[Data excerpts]
:::

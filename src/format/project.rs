//! Project document model and load/save.
//!
//! The document has exactly three top-level fields:
//!
//! ```json
//! {
//!   "project_name": "",
//!   "group_files": [ { "name": "", "files": [] } ],
//!   "areas": [ { "x": 0, "y": 0, "width": 0, "height": 0 } ]
//! }
//! ```
//!
//! Every field is defaulted, so loading always yields a structurally
//! complete document: missing keys become the empty string or empty list,
//! and unknown keys are ignored. File groups and areas are independent
//! top-level lists; nothing ties an area to a group, the caller combines
//! them at computation time.

use std::path::Path;

use serde::{Deserialize, Serialize};

use crate::format::error::ProjectError;
use crate::model::Region;

/// A named, ordered collection of file paths.
///
/// Files are referenced by path only; no content is embedded. Group names
/// carry no uniqueness constraint and order is significant for display only.
#[derive(Debug, Clone, PartialEq, Eq, Serialize, Deserialize)]
pub struct FileGroup {
    /// Display name of the group.
    pub name: String,
    /// File paths in display order.
    #[serde(default)]
    pub files: Vec<String>,
}

impl FileGroup {
    /// Create a group from a name and its files.
    pub fn new(name: impl Into<String>, files: Vec<String>) -> Self {
        Self {
            name: name.into(),
            files,
        }
    }
}

/// Persisted record of a region of interest.
///
/// Regions are persisted by value; the transient selection flag is not part
/// of the record. Conversion to and from [`Region`] is lossless.
#[derive(Debug, Clone, Copy, PartialEq, Eq, Serialize, Deserialize, Default)]
pub struct AreaEntry {
    /// Left edge in image coordinates.
    #[serde(default)]
    pub x: i32,
    /// Top edge in image coordinates.
    #[serde(default)]
    pub y: i32,
    /// Width in pixels.
    #[serde(default)]
    pub width: i32,
    /// Height in pixels.
    #[serde(default)]
    pub height: i32,
}

impl From<&Region> for AreaEntry {
    fn from(region: &Region) -> Self {
        let r = region.normalized();
        Self {
            x: r.x,
            y: r.y,
            width: r.width,
            height: r.height,
        }
    }
}

impl From<&AreaEntry> for Region {
    fn from(area: &AreaEntry) -> Self {
        Region::new(area.x, area.y, area.width, area.height)
    }
}

/// The serde model of a project document.
///
/// `Default` is the empty document every load merges over.
#[derive(Debug, Clone, PartialEq, Eq, Serialize, Deserialize, Default)]
pub struct ProjectData {
    /// Display name of the project.
    #[serde(default)]
    pub project_name: String,
    /// Named file groups, in display order.
    #[serde(default)]
    pub group_files: Vec<FileGroup>,
    /// Marked regions of interest, in creation order.
    #[serde(default)]
    pub areas: Vec<AreaEntry>,
}

/// A persisted analysis session: file groups plus marked regions.
///
/// Wraps [`ProjectData`] with load/save and the accessors the viewer uses.
/// A failed load leaves the in-memory document untouched.
#[derive(Debug, Clone, Default)]
pub struct Project {
    data: ProjectData,
}

impl Project {
    /// Create an empty project.
    pub fn new() -> Self {
        Self::default()
    }

    /// Load a project from a file.
    pub fn open(path: &Path) -> Result<Self, ProjectError> {
        let mut project = Self::new();
        project.load(path)?;
        Ok(project)
    }

    /// Replace this project's document with the one at `path`.
    ///
    /// Fails with [`ProjectError::NotFound`] if the path does not exist and
    /// [`ProjectError::Json`] if the content is not a parseable document.
    /// On failure the current document is left as it was.
    pub fn load(&mut self, path: &Path) -> Result<(), ProjectError> {
        if !path.exists() {
            return Err(ProjectError::NotFound {
                path: path.to_path_buf(),
            });
        }

        let json = std::fs::read_to_string(path)?;
        let data: ProjectData = serde_json::from_str(&json)?;

        log::info!(
            "Loaded project {:?}: {} groups, {} areas",
            data.project_name,
            data.group_files.len(),
            data.areas.len()
        );

        self.data = data;
        Ok(())
    }

    /// Serialize the full document to `path` as pretty-printed JSON.
    pub fn save(&self, path: &Path) -> Result<(), ProjectError> {
        let json = serde_json::to_string_pretty(&self.data)?;
        std::fs::write(path, json)?;

        log::info!(
            "Saved project {:?} to {:?}",
            self.data.project_name,
            path
        );

        Ok(())
    }

    /// The underlying document.
    pub fn data(&self) -> &ProjectData {
        &self.data
    }

    /// Set the project display name.
    pub fn set_project_name(&mut self, name: impl Into<String>) {
        self.data.project_name = name.into();
    }

    /// The project display name.
    pub fn project_name(&self) -> &str {
        &self.data.project_name
    }

    /// Append a file group. Existing groups with the same name are kept;
    /// names are not deduplicated.
    pub fn add_group(&mut self, name: impl Into<String>, files: Vec<String>) {
        self.data.group_files.push(FileGroup::new(name, files));
    }

    /// All file groups in stored order.
    pub fn groups(&self) -> &[FileGroup] {
        &self.data.group_files
    }

    /// Append a region, persisted by value in canonical form.
    pub fn add_area(&mut self, region: &Region) {
        self.data.areas.push(AreaEntry::from(region));
    }

    /// All persisted regions in stored order.
    pub fn areas(&self) -> Vec<Region> {
        self.data.areas.iter().map(Region::from).collect()
    }
}

#[cfg(test)]
mod tests {
    use super::*;

    fn demo_document() -> &'static str {
        r#"{
            "project_name": "demo",
            "group_files": [ { "name": "g1", "files": ["a.img", "b.img"] } ],
            "areas": [ { "x": 10, "y": 10, "width": 5, "height": 5 } ]
        }"#
    }

    #[test]
    fn test_missing_fields_default_to_empty() {
        let data: ProjectData = serde_json::from_str(r#"{"project_name": "only-name"}"#).unwrap();
        assert_eq!(data.project_name, "only-name");
        assert!(data.group_files.is_empty());
        assert!(data.areas.is_empty());

        let data: ProjectData = serde_json::from_str("{}").unwrap();
        assert_eq!(data, ProjectData::default());
    }

    #[test]
    fn test_unknown_fields_are_ignored() {
        let data: ProjectData = serde_json::from_str(
            r#"{"project_name": "p", "future_field": {"nested": [1, 2, 3]}}"#,
        )
        .unwrap();
        assert_eq!(data.project_name, "p");
    }

    #[test]
    fn test_load_missing_file_is_not_found() {
        let mut project = Project::new();
        let err = project.load(Path::new("/no/such/project.json")).unwrap_err();
        assert!(matches!(err, ProjectError::NotFound { .. }));
    }

    #[test]
    fn test_load_malformed_document_keeps_prior_state() {
        let dir = tempfile::tempdir().unwrap();
        let path = dir.path().join("broken.json");
        std::fs::write(&path, "{ not json").unwrap();

        let mut project = Project::new();
        project.set_project_name("kept");
        project.add_group("g", vec!["x.npy".to_string()]);

        let err = project.load(&path).unwrap_err();
        assert!(matches!(err, ProjectError::Json(_)));
        assert_eq!(project.project_name(), "kept");
        assert_eq!(project.groups().len(), 1);
    }

    #[test]
    fn test_demo_document_round_trip() {
        let dir = tempfile::tempdir().unwrap();
        let original = dir.path().join("demo.json");
        let resaved = dir.path().join("resaved.json");
        std::fs::write(&original, demo_document()).unwrap();

        let project = Project::open(&original).unwrap();
        project.save(&resaved).unwrap();
        let reloaded = Project::open(&resaved).unwrap();

        assert_eq!(reloaded.data(), project.data());
        assert_eq!(reloaded.project_name(), "demo");
        assert_eq!(reloaded.groups().len(), 1);
        assert_eq!(reloaded.groups()[0].name, "g1");
        assert_eq!(reloaded.groups()[0].files, ["a.img", "b.img"]);
        assert_eq!(reloaded.areas(), vec![Region::new(10, 10, 5, 5)]);
    }

    #[test]
    fn test_save_load_round_trip_preserves_order() {
        let dir = tempfile::tempdir().unwrap();
        let path = dir.path().join("session.json");

        let mut project = Project::new();
        project.set_project_name("session");
        project.add_group("dark frames", vec!["d1.npy".to_string(), "d2.npy".to_string()]);
        project.add_group("lights", vec!["l1.npy".to_string()]);
        project.add_group("lights", vec!["l2.npy".to_string()]); // same name, no dedup
        project.add_area(&Region::new(0, 0, 16, 16));
        project.add_area(&Region::new(200, 100, 32, 8));

        project.save(&path).unwrap();
        let reloaded = Project::open(&path).unwrap();

        assert_eq!(reloaded.data(), project.data());
        assert_eq!(reloaded.groups().len(), 3);
        assert_eq!(
            reloaded.areas(),
            vec![Region::new(0, 0, 16, 16), Region::new(200, 100, 32, 8)]
        );
    }

    #[test]
    fn test_area_conversion_is_lossless_and_canonical() {
        let mut project = Project::new();
        // Authored mid-drag with inverted bounds; persisted canonically.
        project.add_area(&Region::new(10, 10, -5, -5));
        assert_eq!(project.areas(), vec![Region::new(5, 5, 5, 5)]);

        project.add_area(&Region::new(-3, 7, 0, 9));
        assert_eq!(project.areas()[1], Region::new(-3, 7, 0, 9));
    }

    #[test]
    fn test_selected_flag_is_not_persisted() {
        let mut project = Project::new();
        project.add_area(&Region::new(1, 2, 3, 4).with_selected(true));
        assert!(!project.areas()[0].selected);
    }
}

:::

#### EXERCISE AIM
Nothing but the exact lines of the data above, from the line containing "let reloaded = Project::open(&path).unwrap();" through the last, should appear in the answer.

#### SOLUTION TO THE PROBLEM
        let reloaded = Project::open(&path).unwrap();

        assert_eq!(reloaded.data(), project.data());
        assert_eq!(reloaded.groups().len(), 3);
        assert_eq!(
            reloaded.areas(),
            vec![Region::new(0, 0, 16, 16), Region::new(200, 100, 32, 8)]
        );
    }

    #[test]
    fn test_area_conversion_is_lossless_and_canonical() {
        let mut project = Project::new();
        // Authored mid-drag with inverted bounds; persisted canonically.
        project.add_area(&Region::new(10, 10, -5, -5));
        assert_eq!(project.areas(), vec![Region::new(5, 5, 5, 5)]);

        project.add_area(&Region::new(-3, 7, 0, 9));
        assert_eq!(project.areas()[1], Region::new(-3, 7, 0, 9));
    }

    #[test]
    fn test_selected_flag_is_not_persisted() {
        let mut project = Project::new();
        project.add_area(&Region::new(1, 2, 3, 4).with_selected(true));
        assert!(!project.areas()[0].selected);
    }
}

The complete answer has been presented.